Assignment: Could you write out all of the data again, word for word?

[Data entries]
----------------------------------------

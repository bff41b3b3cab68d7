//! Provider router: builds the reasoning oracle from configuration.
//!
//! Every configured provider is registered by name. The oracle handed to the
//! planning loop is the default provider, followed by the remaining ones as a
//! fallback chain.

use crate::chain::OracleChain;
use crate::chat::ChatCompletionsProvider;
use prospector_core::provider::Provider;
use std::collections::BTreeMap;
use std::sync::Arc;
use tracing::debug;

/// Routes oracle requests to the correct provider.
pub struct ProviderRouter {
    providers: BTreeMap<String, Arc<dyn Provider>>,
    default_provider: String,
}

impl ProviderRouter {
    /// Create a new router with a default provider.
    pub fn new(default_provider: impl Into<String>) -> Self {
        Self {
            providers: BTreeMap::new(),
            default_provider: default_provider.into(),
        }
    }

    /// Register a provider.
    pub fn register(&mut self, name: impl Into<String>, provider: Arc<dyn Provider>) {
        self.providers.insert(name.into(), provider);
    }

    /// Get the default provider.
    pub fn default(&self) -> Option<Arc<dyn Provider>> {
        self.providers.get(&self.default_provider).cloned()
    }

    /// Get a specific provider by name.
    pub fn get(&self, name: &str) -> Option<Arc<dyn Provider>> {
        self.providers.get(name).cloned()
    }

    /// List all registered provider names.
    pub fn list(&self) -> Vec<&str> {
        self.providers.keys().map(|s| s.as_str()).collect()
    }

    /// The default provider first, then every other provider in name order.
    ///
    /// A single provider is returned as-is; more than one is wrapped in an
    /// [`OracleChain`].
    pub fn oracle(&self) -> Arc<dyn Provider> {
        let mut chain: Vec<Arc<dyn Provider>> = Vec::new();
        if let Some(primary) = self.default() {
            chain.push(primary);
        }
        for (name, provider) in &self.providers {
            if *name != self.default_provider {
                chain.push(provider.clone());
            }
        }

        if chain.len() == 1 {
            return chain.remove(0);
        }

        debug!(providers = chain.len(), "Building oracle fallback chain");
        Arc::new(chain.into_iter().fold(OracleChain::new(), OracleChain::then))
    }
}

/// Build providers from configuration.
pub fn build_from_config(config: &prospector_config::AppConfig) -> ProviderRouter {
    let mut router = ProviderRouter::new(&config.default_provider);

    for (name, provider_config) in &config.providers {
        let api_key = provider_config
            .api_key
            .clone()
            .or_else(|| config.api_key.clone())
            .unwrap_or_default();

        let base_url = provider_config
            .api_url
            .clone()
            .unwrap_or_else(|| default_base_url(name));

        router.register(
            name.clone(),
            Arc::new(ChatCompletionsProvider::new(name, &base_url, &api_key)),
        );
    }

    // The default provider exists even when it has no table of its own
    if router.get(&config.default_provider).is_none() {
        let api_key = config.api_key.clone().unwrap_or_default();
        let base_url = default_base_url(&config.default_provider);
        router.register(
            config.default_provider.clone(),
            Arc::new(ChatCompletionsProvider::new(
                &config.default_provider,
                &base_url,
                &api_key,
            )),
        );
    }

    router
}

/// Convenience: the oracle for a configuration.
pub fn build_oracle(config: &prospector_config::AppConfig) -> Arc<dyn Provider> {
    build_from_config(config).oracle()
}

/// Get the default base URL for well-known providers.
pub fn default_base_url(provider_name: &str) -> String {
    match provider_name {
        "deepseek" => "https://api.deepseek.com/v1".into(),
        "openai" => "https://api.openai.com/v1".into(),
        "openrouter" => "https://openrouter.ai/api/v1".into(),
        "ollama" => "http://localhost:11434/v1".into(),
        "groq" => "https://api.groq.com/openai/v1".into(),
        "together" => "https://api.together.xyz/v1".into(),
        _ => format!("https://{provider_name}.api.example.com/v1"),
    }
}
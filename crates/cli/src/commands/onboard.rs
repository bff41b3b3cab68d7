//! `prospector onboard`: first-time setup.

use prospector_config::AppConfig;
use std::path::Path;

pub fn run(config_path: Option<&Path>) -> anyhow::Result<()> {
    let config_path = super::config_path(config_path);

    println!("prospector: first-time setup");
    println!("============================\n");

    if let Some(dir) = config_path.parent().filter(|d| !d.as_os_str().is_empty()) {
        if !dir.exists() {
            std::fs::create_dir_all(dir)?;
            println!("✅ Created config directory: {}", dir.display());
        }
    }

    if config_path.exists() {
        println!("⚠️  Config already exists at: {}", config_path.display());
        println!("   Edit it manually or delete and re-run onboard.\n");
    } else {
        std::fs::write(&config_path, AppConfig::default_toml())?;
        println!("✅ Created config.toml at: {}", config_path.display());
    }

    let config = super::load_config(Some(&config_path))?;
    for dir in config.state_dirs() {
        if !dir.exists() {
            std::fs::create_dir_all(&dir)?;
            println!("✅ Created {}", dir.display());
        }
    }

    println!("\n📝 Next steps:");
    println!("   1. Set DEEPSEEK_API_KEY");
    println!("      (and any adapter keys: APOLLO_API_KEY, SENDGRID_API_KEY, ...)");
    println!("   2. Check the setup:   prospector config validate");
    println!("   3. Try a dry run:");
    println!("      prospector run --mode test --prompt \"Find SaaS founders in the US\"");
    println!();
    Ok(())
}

----------------------------------------

Answer space:
repository bff41b3b3cab68d7
//! Provider router: builds the reasoning oracle from configuration.
//!
//! Every configured provider is registered by name. The oracle handed to the
//! planning loop is the default provider, followed by the remaining ones as a
//! fallback chain.

use crate::chain::OracleChain;
use crate::chat::ChatCompletionsProvider;
use prospector_core::provider::Provider;
use std::collections::BTreeMap;
use std::sync::Arc;
use tracing::debug;

/// Routes oracle requests to the correct provider.
pub struct ProviderRouter {
    providers: BTreeMap<String, Arc<dyn Provider>>,
    default_provider: String,
}

impl ProviderRouter {
    /// Create a new router with a default provider.
    pub fn new(default_provider: impl Into<String>) -> Self {
        Self {
            providers: BTreeMap::new(),
            default_provider: default_provider.into(),
        }
    }

    /// Register a provider.
    pub fn register(&mut self, name: impl Into<String>, provider: Arc<dyn Provider>) {
        self.providers.insert(name.into(), provider);
    }

    /// Get the default provider.
    pub fn default(&self) -> Option<Arc<dyn Provider>> {
        self.providers.get(&self.default_provider).cloned()
    }

    /// Get a specific provider by name.
    pub fn get(&self, name: &str) -> Option<Arc<dyn Provider>> {
        self.providers.get(name).cloned()
    }

    /// List all registered provider names.
    pub fn list(&self) -> Vec<&str> {
        self.providers.keys().map(|s| s.as_str()).collect()
    }

    /// The default provider first, then every other provider in name order.
    ///
    /// A single provider is returned as-is; more than one is wrapped in an
    /// [`OracleChain`].
    pub fn oracle(&self) -> Arc<dyn Provider> {
        let mut chain: Vec<Arc<dyn Provider>> = Vec::new();
        if let Some(primary) = self.default() {
            chain.push(primary);
        }
        for (name, provider) in &self.providers {
            if *name != self.default_provider {
                chain.push(provider.clone());
            }
        }

        if chain.len() == 1 {
            return chain.remove(0);
        }

        debug!(providers = chain.len(), "Building oracle fallback chain");
        Arc::new(chain.into_iter().fold(OracleChain::new(), OracleChain::then))
    }
}

/// Build providers from configuration.
pub fn build_from_config(config: &prospector_config::AppConfig) -> ProviderRouter {
    let mut router = ProviderRouter::new(&config.default_provider);

    for (name, provider_config) in &config.providers {
        let api_key = provider_config
            .api_key
            .clone()
            .or_else(|| config.api_key.clone())
            .unwrap_or_default();

        let base_url = provider_config
            .api_url
            .clone()
            .unwrap_or_else(|| default_base_url(name));

        router.register(
            name.clone(),
            Arc::new(ChatCompletionsProvider::new(name, &base_url, &api_key)),
        );
    }

    // The default provider exists even when it has no table of its own
    if router.get(&config.default_provider).is_none() {
        let api_key = config.api_key.clone().unwrap_or_default();
        let base_url = default_base_url(&config.default_provider);
        router.register(
            config.default_provider.clone(),
            Arc::new(ChatCompletionsProvider::new(
                &config.default_provider,
                &base_url,
                &api_key,
            )),
        );
    }

    router
}

/// Convenience: the oracle for a configuration.
pub fn build_oracle(config: &prospector_config::AppConfig) -> Arc<dyn Provider> {
    build_from_config(config).oracle()
}

/// Get the default base URL for well-known providers.
pub fn default_base_url(provider_name: &str) -> String {
    match provider_name {
        "deepseek" => "https://api.deepseek.com/v1".into(),
        "openai" => "https://api.openai.com/v1".into(),
        "openrouter" => "https://openrouter.ai/api/v1".into(),
        "ollama" => "http://localhost:11434/v1".into(),
        "groq" => "https://api.groq.com/openai/v1".into(),
        "together" => "https://api.together.xyz/v1".into(),
        _ => format!("https://{provider_name}.api.example.com/v1"),
    }
}
filename crates/cli/src/commands/onboard.rs
repository bff41b3b3cab68d7
//! `prospector onboard`: first-time setup.

use prospector_config::AppConfig;
use std::path::Path;

pub fn run(config_path: Option<&Path>) -> anyhow::Result<()> {
    let config_path = super::config_path(config_path);

    println!("prospector: first-time setup");
    println!("============================\n");

    if let Some(dir) = config_path.parent().filter(|d| !d.as_os_str().is_empty()) {
        if !dir.exists() {
            std::fs::create_dir_all(dir)?;
            println!("✅ Created config directory: {}", dir.display());
        }
    }

    if config_path.exists() {
        println!("⚠️  Config already exists at: {}", config_path.display());
        println!("   Edit it manually or delete and re-run onboard.\n");
    } else {
        std::fs::write(&config_path, AppConfig::default_toml())?;
        println!("✅ Created config.toml at: {}", config_path.display());
    }

    let config = super::load_config(Some(&config_path))?;
    for dir in config.state_dirs() {
        if !dir.exists() {
            std::fs::create_dir_all(&dir)?;
            println!("✅ Created {}", dir.display());
        }
    }

    println!("\n📝 Next steps:");
    println!("   1. Set DEEPSEEK_API_KEY");
    println!("      (and any adapter keys: APOLLO_API_KEY, SENDGRID_API_KEY, ...)");
    println!("   2. Check the setup:   prospector config validate");
    println!("   3. Try a dry run:");
    println!("      prospector run --mode test --prompt \"Find SaaS founders in the US\"");
    println!();
    Ok(())
}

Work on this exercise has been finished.